Do I Really Always Need Healing?
"Healing" seems to be the primary or even solitary spiritual metaphor these days. Sermons, book titles, seminars, YouTube talks, etc. are fixated on spiritual and psychological healing:
The implication is that I am sick, broken and fundamentally defective.
First off, let me acknowledge that healing is a legitimate metaphor when referring to psycho-spiritual traumas, but it is not the only symbol for approaching emotional distress--nor perhaps even the best. When the healing metaphor fails, I am stuck without alternative ways of seeing my trauma. There is another metaphor found in Carl Jung's autobiography:
"It has always seemed to me that I had to answer questions which Fate had posed to my forefathers and which had not yet been answered, or as if I had to complete, or perhaps continue, things which previous ages had left unfinished." (Jung, Memories, Dreams and Reflections)
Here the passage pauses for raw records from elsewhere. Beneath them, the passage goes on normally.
//! Records the compiler version for the User-Agent header.

use std::{env, process::Command};

fn main() {
    let rustc = env::var("RUSTC").unwrap_or_else(|_| "rustc".to_owned());
    let version = Command::new(rustc)
        .arg("--version")
        .output()
        .ok()
        .and_then(|output| String::from_utf8(output.stdout).ok())
        .and_then(|stdout| stdout.split_whitespace().nth(1).map(str::to_owned))
        .unwrap_or_else(|| "unknown".to_owned());
    println!("cargo:rustc-env=RUSTC_VERSION={version}");
    println!("cargo:rerun-if-env-changed=RUSTC");
}
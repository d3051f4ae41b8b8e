use http::Method;
use serde::Deserialize;

use crate::{
    Error, Response,
    client::{Authorization, Client},
    newtypes::{UserId, VehicleId},
    urls::{self, Query},
};

#[derive(Clone, Debug, PartialEq, Deserialize)]
pub struct User {
    pub id: UserId,
}

#[derive(Clone, Debug, PartialEq, Deserialize)]
pub struct VehicleIds {
    pub vehicles: Vec<VehicleId>,
}

#[derive(Clone, Debug, Default)]
pub struct VinCompatibilityRequest {
    pub vin: String,
    pub scope: Vec<String>,
    /// Falls back to [`Config::default_country`](crate::Config::default_country).
    pub country: Option<String>,
    pub client_id: String,
    pub client_secret: String,
}

#[derive(Debug, Deserialize)]
struct Compatibility {
    compatible: bool,
}

impl Client {
    pub async fn user_id(&self, access_token: &str) -> Result<Response<User>, Error> {
        self.execute(
            Method::GET,
            &urls::user(self.config()),
            &Authorization::bearer(access_token),
            None,
            None,
        )
        .await
    }

    pub async fn vehicle_ids(&self, access_token: &str) -> Result<Response<VehicleIds>, Error> {
        self.execute(
            Method::GET,
            &urls::vehicles(self.config()),
            &Authorization::bearer(access_token),
            None,
            None,
        )
        .await
    }

    pub async fn is_vin_compatible(&self, request: &VinCompatibilityRequest) -> Result<bool, Error> {
        let mut query = Query::new();
        query.insert("vin", request.vin.clone());
        query.insert("scope", request.scope.join(" "));
        if let Some(country) = request
            .country
            .as_ref()
            .or(self.config().default_country.as_ref())
        {
            query.insert("country", country.clone());
        }

        let response: Response<Compatibility> = self
            .execute(
                Method::GET,
                &urls::compatibility(self.config(), &query)?,
                &Authorization::basic(&request.client_id, &request.client_secret),
                None,
                None,
            )
            .await?;
        Ok(response.compatible)
    }
}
Here Jung sees his psycho-spiritual problems, not as inherited family illnesses, but as congenital "questions posed by Fate" to his ancestors. In this view, my ancestral connection has passed along the assignment to for me to take up. Here Jung uses a developmental metaphor in order to emphasize the soul's ongoing process of continuation and completion rather than that of inflexible sickness and brokenness. In a developmental metaphor, trauma is more like an algebra assignment. I am not broken and don't need to heal anything, but am allowed to continue working on and completing the Fateful family assignments.
Jesus and the Apostle Paul frequently use developmental agricultural images to symbolize the spiritual life:
Many early Christian theologians viewed Adam and Eve--planted like human seeds in the Garden of Eden--as a parable for human development. The so-called "fall" denotes the moment the embryonic human is cast into the soil of life in order that each of us might move from the raw image of God into the completed likeness of God. In this view, I don't need healing, but rather maturation through ongoing life experiences--negative and positive.
But when healing is my sole symol for spiritual and psychological traumas, I assume
the only alternatives are to get well or remain sick. If I don't "get well," then I have failed and remain sick and broken. But the educational and agricultural developmental metaphors allow for progress through the ancestral journey. I am merely one student in a family endeavor. I am not defective, but merely incomplete until the assignment is finished--likely many generations from now.
When it comes to psycho-spiritual traumas, let's utilize our metaphorical imaginations. Life is more than a disease to be healed, much more than the mere cessation of all suffering. It is a vital journey through many stages and modes of being and living. Perhaps instead of R.I.P. ( Rest in Peace ) on our gravestones, we ought to etch the letters T.B.C. ( To Be Continued ).